Esperto cyber Razzante: “Dopo attacchi hacker a istituzioni serve coordinamento Ue e Nato”


“Ribadisco: siamo in guerra! Ed è una guerra per noi più difficile da fronteggiare”. Lo afferma all’Adnkronos Ranieri Razzante, Consigliere per la Cybersecurity del Sottosegretario di Stato per la Difesa, a commento dell’attacco hacker filorusso al sito della Polizia di Stato di questa mattina. “Non è allarmismo, ma parliamo di insidie potenziali per tutto il sistema Italia, oltre che per l’Europa e per il mondo intero.

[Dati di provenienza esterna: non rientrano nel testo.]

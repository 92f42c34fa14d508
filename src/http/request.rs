//! Request values: what callers hand to the gateway and what the gateway hands to transports.

// self
use crate::{_prelude::*, error::ConfigError, http::MultipartForm};

/// HTTP methods used by the API.
#[derive(Clone, Copy, Debug, PartialEq, Eq, Hash, Serialize, Deserialize)]
#[serde(rename_all = "UPPERCASE")]
pub enum Method {
	/// `GET`
	Get,
	/// `POST`
	Post,
	/// `PUT`
	Put,
	/// `PATCH`
	Patch,
	/// `DELETE`
	Delete,
}
impl Method {
	/// Returns the canonical uppercase method name.
	pub const fn as_str(self) -> &'static str {
		match self {
			Self::Get => "GET",
			Self::Post => "POST",
			Self::Put => "PUT",
			Self::Patch => "PATCH",
			Self::Delete => "DELETE",
		}
	}
}
impl Display for Method {
	fn fmt(&self, f: &mut Formatter) -> FmtResult {
		f.write_str(self.as_str())
	}
}

/// A call issued through the gateway, relative to the configured base URL.
///
/// Bodies are buffered so a request parked behind a token refresh can be replayed with the same
/// bytes. The retry marker is set by the gateway once a request has been replayed with a
/// refreshed token; a marked request that fails authorization again is never refreshed for.
#[derive(Clone, PartialEq, Eq)]
pub struct ApiRequest {
	/// Request method.
	pub method: Method,
	/// Path appended to the base URL (e.g. `/users/42`).
	pub path: String,
	/// Query pairs appended to the URL.
	pub query: Vec<(String, String)>,
	/// Request headers, keyed by lowercase name.
	pub headers: BTreeMap<String, String>,
	/// Raw request body.
	pub body: Option<Vec<u8>>,
	retried: bool,
}
impl ApiRequest {
	/// Creates a request without headers or body.
	pub fn new(method: Method, path: impl Into<String>) -> Self {
		Self {
			method,
			path: path.into(),
			query: Vec::new(),
			headers: BTreeMap::new(),
			body: None,
			retried: false,
		}
	}

	/// `GET` request for the provided path.
	pub fn get(path: impl Into<String>) -> Self {
		Self::new(Method::Get, path)
	}

	/// `POST` request for the provided path.
	pub fn post(path: impl Into<String>) -> Self {
		Self::new(Method::Post, path)
	}

	/// `PUT` request for the provided path.
	pub fn put(path: impl Into<String>) -> Self {
		Self::new(Method::Put, path)
	}

	/// `PATCH` request for the provided path.
	pub fn patch(path: impl Into<String>) -> Self {
		Self::new(Method::Patch, path)
	}

	/// `DELETE` request for the provided path.
	pub fn delete(path: impl Into<String>) -> Self {
		Self::new(Method::Delete, path)
	}

	/// Adds or replaces a header. Names are stored lowercase.
	pub fn header(mut self, name: impl AsRef<str>, value: impl Into<String>) -> Self {
		self.headers.insert(name.as_ref().to_ascii_lowercase(), value.into());

		self
	}

	/// Appends a query pair.
	pub fn query(mut self, key: impl Into<String>, value: impl Into<String>) -> Self {
		self.query.push((key.into(), value.into()));

		self
	}

	/// Sets a raw body.
	pub fn body(mut self, body: impl Into<Vec<u8>>) -> Self {
		self.body = Some(body.into());

		self
	}

	/// Serializes `body` as JSON and sets the JSON content type.
	pub fn json<B>(self, body: &B) -> Result<Self, ConfigError>
	where
		B: ?Sized + Serialize,
	{
		let bytes = serde_json::to_vec(body).map_err(ConfigError::BodyEncode)?;

		Ok(self.header("content-type", "application/json").body(bytes))
	}

	/// Encodes `form` as the body and sets its `multipart/form-data` content type.
	pub fn multipart(self, form: &MultipartForm) -> Self {
		self.header("content-type", form.content_type()).body(form.encode())
	}

	/// Returns `true` once the request has been replayed after a token refresh.
	pub fn is_retry(&self) -> bool {
		self.retried
	}

	/// Marks the request as a retry attempt.
	pub fn into_retry(mut self) -> Self {
		self.retried = true;

		self
	}
}
impl Debug for ApiRequest {
	fn fmt(&self, f: &mut Formatter) -> FmtResult {
		f.debug_struct("ApiRequest")
			.field("method", &self.method)
			.field("path", &self.path)
			.field("query", &self.query)
			.field("headers", &RedactedHeaders(&self.headers))
			.field("body_len", &self.body.as_ref().map(Vec::len))
			.field("retried", &self.retried)
			.finish()
	}
}

/// Fully resolved request handed to a [`Transport`](crate::http::Transport).
#[derive(Clone, PartialEq, Eq)]
pub struct OutboundRequest {
	/// Request method.
	pub method: Method,
	/// Absolute request URL.
	pub url: Url,
	/// Merged headers (defaults, request overrides, then `authorization`).
	pub headers: BTreeMap<String, String>,
	/// Raw request body.
	pub body: Option<Vec<u8>>,
}
impl OutboundRequest {
	/// Returns the bearer token attached to the request, if any.
	pub fn bearer(&self) -> Option<&str> {
		self.headers.get("authorization")?.strip_prefix("Bearer ")
	}
}
impl Debug for OutboundRequest {
	fn fmt(&self, f: &mut Formatter) -> FmtResult {
		f.debug_struct("OutboundRequest")
			.field("method", &self.method)
			.field("url", &self.url.as_str())
			.field("headers", &RedactedHeaders(&self.headers))
			.field("body_len", &self.body.as_ref().map(Vec::len))
			.finish()
	}
}

struct RedactedHeaders<'a>(&'a BTreeMap<String, String>);
impl Debug for RedactedHeaders<'_> {
	fn fmt(&self, f: &mut Formatter) -> FmtResult {
		f.debug_map()
			.entries(self.0.iter().map(|(name, value)| {
				let shown = if name == "authorization" { "<redacted>" } else { value.as_str() };

				(name, shown)
			}))
			.finish()
	}
}

#[cfg(test)]
mod tests {
	// self
	use super::*;

	#[test]
	fn json_body_sets_content_type() {
		let request = ApiRequest::post("/users")
			.json(&serde_json::json!({ "email": "ada@example.com" }))
			.expect("JSON body should encode.");

		assert_eq!(
			request.headers.get("content-type").map(String::as_str),
			Some("application/json")
		);
		assert_eq!(request.body.as_deref(), Some(br#"{"email":"ada@example.com"}"#.as_slice()));
		assert!(!request.is_retry());
		assert!(request.into_retry().is_retry());
	}

	#[test]
	fn multipart_body_replaces_the_json_content_type() {
		let form = MultipartForm::new().text("folder", "q3");
		let request = ApiRequest::post("/files")
			.header("content-type", "application/json")
			.multipart(&form);

		assert_eq!(request.headers.get("content-type"), Some(&form.content_type()));
		assert_eq!(request.body, Some(form.encode()));
	}

	#[test]
	fn debug_output_redacts_authorization() {
		let request = ApiRequest::get("/auth/me").header("Authorization", "Bearer secret-token");
		let rendered = format!("{request:?}");

		assert!(!rendered.contains("secret-token"));
		assert!(rendered.contains("<redacted>"));
	}

	#[test]
	fn outbound_bearer_strips_scheme() {
		let mut headers = BTreeMap::new();

		headers.insert("authorization".into(), "Bearer T2".into());

		let outbound = OutboundRequest {
			method: Method::Get,
			url: Url::parse("http://localhost/api/a").expect("URL fixture should parse."),
			headers,
			body: None,
		};

		assert_eq!(outbound.bearer(), Some("T2"));
	}
}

Quando si arriva a colpire i siti delle Istituzioni si è raggiunto il livello massimo della minaccia, soprattutto dal punto di vista geopolitico e geoterroristico”, osserva.  

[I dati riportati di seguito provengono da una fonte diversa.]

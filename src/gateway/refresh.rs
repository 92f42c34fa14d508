//! Single-flight token refresh and replay of the requests parked behind it.
//!
//! The first caller to observe an authorization failure while the gateway is idle becomes the
//! refresher. It calls the refresh endpoint, rotates the stored credential through
//! [`TokenStore::rotate`](crate::store::TokenStore::rotate), and hands the new token to every
//! parked caller in arrival order. Each caller then replays its own request on its own task,
//! the refresher first. A failed refresh rejects every parked caller with the same
//! [`AuthError`], clears the credential it tried to refresh, and notifies the session listeners
//! once.

// self
use crate::{
	_prelude::*,
	auth::{Credential, TokenSecret},
	error::{AuthError, AuthErrorKind},
	gateway::{
		Exchange, Gateway,
		queue::{self, Admission, RefreshGuard},
	},
	http::{ApiRequest, ApiResponse, Transport},
	obs::{self, GatewayOp, OpOutcome, OpSpan},
	store::CompareAndSwapOutcome,
};

#[derive(Serialize)]
#[serde(rename_all = "camelCase")]
struct RefreshBody<'a> {
	refresh_token: &'a str,
}

#[derive(Deserialize)]
#[serde(rename_all = "camelCase")]
struct RefreshGrant {
	token: TokenSecret,
	#[serde(default)]
	refresh_token: Option<TokenSecret>,
}

/// What a failed refresh means for the stored session.
enum FailedRefresh {
	/// The credential that failed was cleared; listeners must be told.
	Terminated(AuthError),
	/// The session already ended elsewhere (logout); callers are rejected quietly.
	Rejected(AuthError),
	/// A login completed while the refresh was in flight; its access token is used instead.
	Superseded(TokenSecret),
}

impl<T> Gateway<T>
where
	T: ?Sized + Transport,
{
	/// Refreshes the access token, joining the in-flight refresh when there is one.
	///
	/// Callers that refresh proactively (for example when
	/// [`Credential::is_access_expired_at`] reports an expired token) go through the same
	/// single-flight protocol as requests that failed authorization, so the refresh endpoint is
	/// never called twice concurrently.
	pub async fn refresh_session(&self) -> Result<TokenSecret> {
		match queue::admit(&self.flight, &self.metrics) {
			Admission::Lead(guard) => Ok(self.lead_refresh(guard).await?),
			Admission::Wait(handle) => match handle.wait().await {
				Some(delivered) => Ok(delivered?),
				// The refresher was dropped mid-refresh; fall back to whatever is stored now.
				None => Ok(self.access_token().await?.ok_or_else(AuthError::refresh_interrupted)?),
			},
		}
	}

	/// Recovers a request that failed authorization; `request` is already marked as retried.
	///
	/// The request is replayed exactly once, by its own caller, with the token the refresh
	/// produced.
	pub(crate) async fn recover(&self, request: ApiRequest) -> Result<ApiResponse> {
		let token = self.refresh_session().await?;

		self.replay(&request, &token).await
	}

	/// Runs the refresh as the refresher, then settles the flight.
	///
	/// Every parked caller receives the same outcome, in arrival order. Listeners are notified
	/// only after all of them have been resolved.
	async fn lead_refresh(&self, guard: RefreshGuard) -> Result<TokenSecret, AuthError> {
		const OP: GatewayOp = GatewayOp::Refresh;

		let span = OpSpan::new(OP, "lead_refresh");

		obs::record_op_outcome(OP, OpOutcome::Attempt);
		self.metrics.record_refresh_attempt();

		let (sent, outcome) = span.instrument(self.run_refresh()).await;
		let (outcome, terminated) = match outcome {
			Ok(token) => {
				self.metrics.record_refresh_success();
				obs::record_op_outcome(OP, OpOutcome::Success);

				(Ok(token), false)
			},
			Err(err) => {
				self.metrics.record_refresh_failure();
				obs::record_op_outcome(OP, OpOutcome::Failure);

				match span.instrument(self.settle_failure(sent.as_deref(), err)).await {
					FailedRefresh::Terminated(err) => (Err(err), true),
					FailedRefresh::Rejected(err) => (Err(err), false),
					FailedRefresh::Superseded(token) => (Ok(token), false),
				}
			},
		};

		for pending in guard.settle() {
			let _ = pending.continuation.send(outcome.clone());
		}

		if let (true, Err(err)) = (terminated, &outcome) {
			self.notify_session_terminated(err);
		}

		outcome
	}

	/// Calls the refresh endpoint and rotates the stored credential.
	///
	/// Also returns the refresh token that was sent, so a failure can be matched against the
	/// credential stored by the time it arrives.
	async fn run_refresh(&self) -> (Option<String>, Result<TokenSecret, AuthError>) {
		let current = match self.store.fetch().await {
			Ok(current) =>
				current.filter(|credential| !credential.refresh_token.expose().is_empty()),
			Err(e) => return (None, Err(e.into())),
		};
		let Some(current) = current else {
			return (None, Err(AuthError::missing_refresh_token()));
		};
		let sent = current.refresh_token.expose().to_owned();
		let outcome = self.exchange_refresh(&current, &sent).await;

		(Some(sent), outcome)
	}

	async fn exchange_refresh(
		&self,
		current: &Credential,
		sent: &str,
	) -> Result<TokenSecret, AuthError> {
		let request = ApiRequest::post(self.config.endpoints.refresh.as_str())
			.json(&RefreshBody { refresh_token: sent })
			.map_err(AuthError::refresh_failed)?;
		let response = self.dispatch(&request, None).await.map_err(AuthError::refresh_failed)?;

		if !response.is_success() {
			return Err(AuthError::refresh_rejected(
				response.status,
				&self.classifier.describe_failure(&response),
			));
		}

		let grant = response.json::<RefreshGrant>().map_err(AuthError::refresh_failed)?;
		let replacement =
			current.refreshed(grant.token, grant.refresh_token, OffsetDateTime::now_utc());
		let access = replacement.access_token.clone();

		match self.store.rotate(sent, replacement).await? {
			CompareAndSwapOutcome::Updated => Ok(access),
			// A newer login replaced the credential; its access token wins.
			CompareAndSwapOutcome::RefreshMismatch => self
				.store
				.fetch()
				.await?
				.map(|credential| credential.access_token)
				.ok_or_else(AuthError::session_cleared),
			CompareAndSwapOutcome::Missing => Err(AuthError::session_cleared()),
		}
	}

	/// Clears the credential that failed to refresh, unless the session moved on meanwhile.
	async fn settle_failure(&self, sent: Option<&str>, err: AuthError) -> FailedRefresh {
		if err.kind == AuthErrorKind::SessionCleared {
			return FailedRefresh::Rejected(err);
		}

		let Some(sent) = sent else {
			// No usable credential was stored, so there is no newer login to keep.
			if let Err(e) = self.store.clear().await {
				obs::warn_swallowed(GatewayOp::Refresh, &e);
			}

			return FailedRefresh::Terminated(err);
		};

		match self.store.clear_if(sent).await {
			Ok(CompareAndSwapOutcome::Updated) => FailedRefresh::Terminated(err),
			Ok(CompareAndSwapOutcome::RefreshMismatch) => match self.store.fetch().await {
				Ok(Some(credential)) => FailedRefresh::Superseded(credential.access_token),
				Ok(None) => FailedRefresh::Rejected(err),
				Err(e) => {
					obs::warn_swallowed(GatewayOp::Refresh, &e);

					FailedRefresh::Rejected(err)
				},
			},
			Ok(CompareAndSwapOutcome::Missing) => FailedRefresh::Rejected(err),
			Err(e) => {
				obs::warn_swallowed(GatewayOp::Refresh, &e);

				FailedRefresh::Terminated(err)
			},
		}
	}

	/// Replays a retried request with the refreshed token.
	async fn replay(&self, request: &ApiRequest, token: &TokenSecret) -> Result<ApiResponse> {
		const OP: GatewayOp = GatewayOp::Replay;

		self.metrics.record_replay();

		let result = match self.exchange(request, Some(token)).await {
			Ok(Exchange::Complete(response)) => Ok(response),
			Ok(Exchange::Unauthorized(response)) => Err(self.retry_rejected(&response).into()),
			Err(e) => Err(e),
		};

		match &result {
			Ok(_) => obs::record_op_outcome(OP, OpOutcome::Success),
			Err(_) => obs::record_op_outcome(OP, OpOutcome::Failure),
		}

		result
	}
}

“Non esiste, infatti, sia nell’immaginario collettivo che negli alert istituzionali, un pericolo maggiore di quello consistente nel senso si precarietà e di vulnerabilità continua, che solo le minacce cyber possono ingenerare. Torno, con le Istituzioni italiane, a ribadire la necessità di un urgente coordinamento a livello Ue e Nato, non solo in termini operativi ma normativi. Se è vero che conosciamo gli autori degli attacchi, dobbiamo essere in grado di punirli come dovuto per qualsiasi crimine”.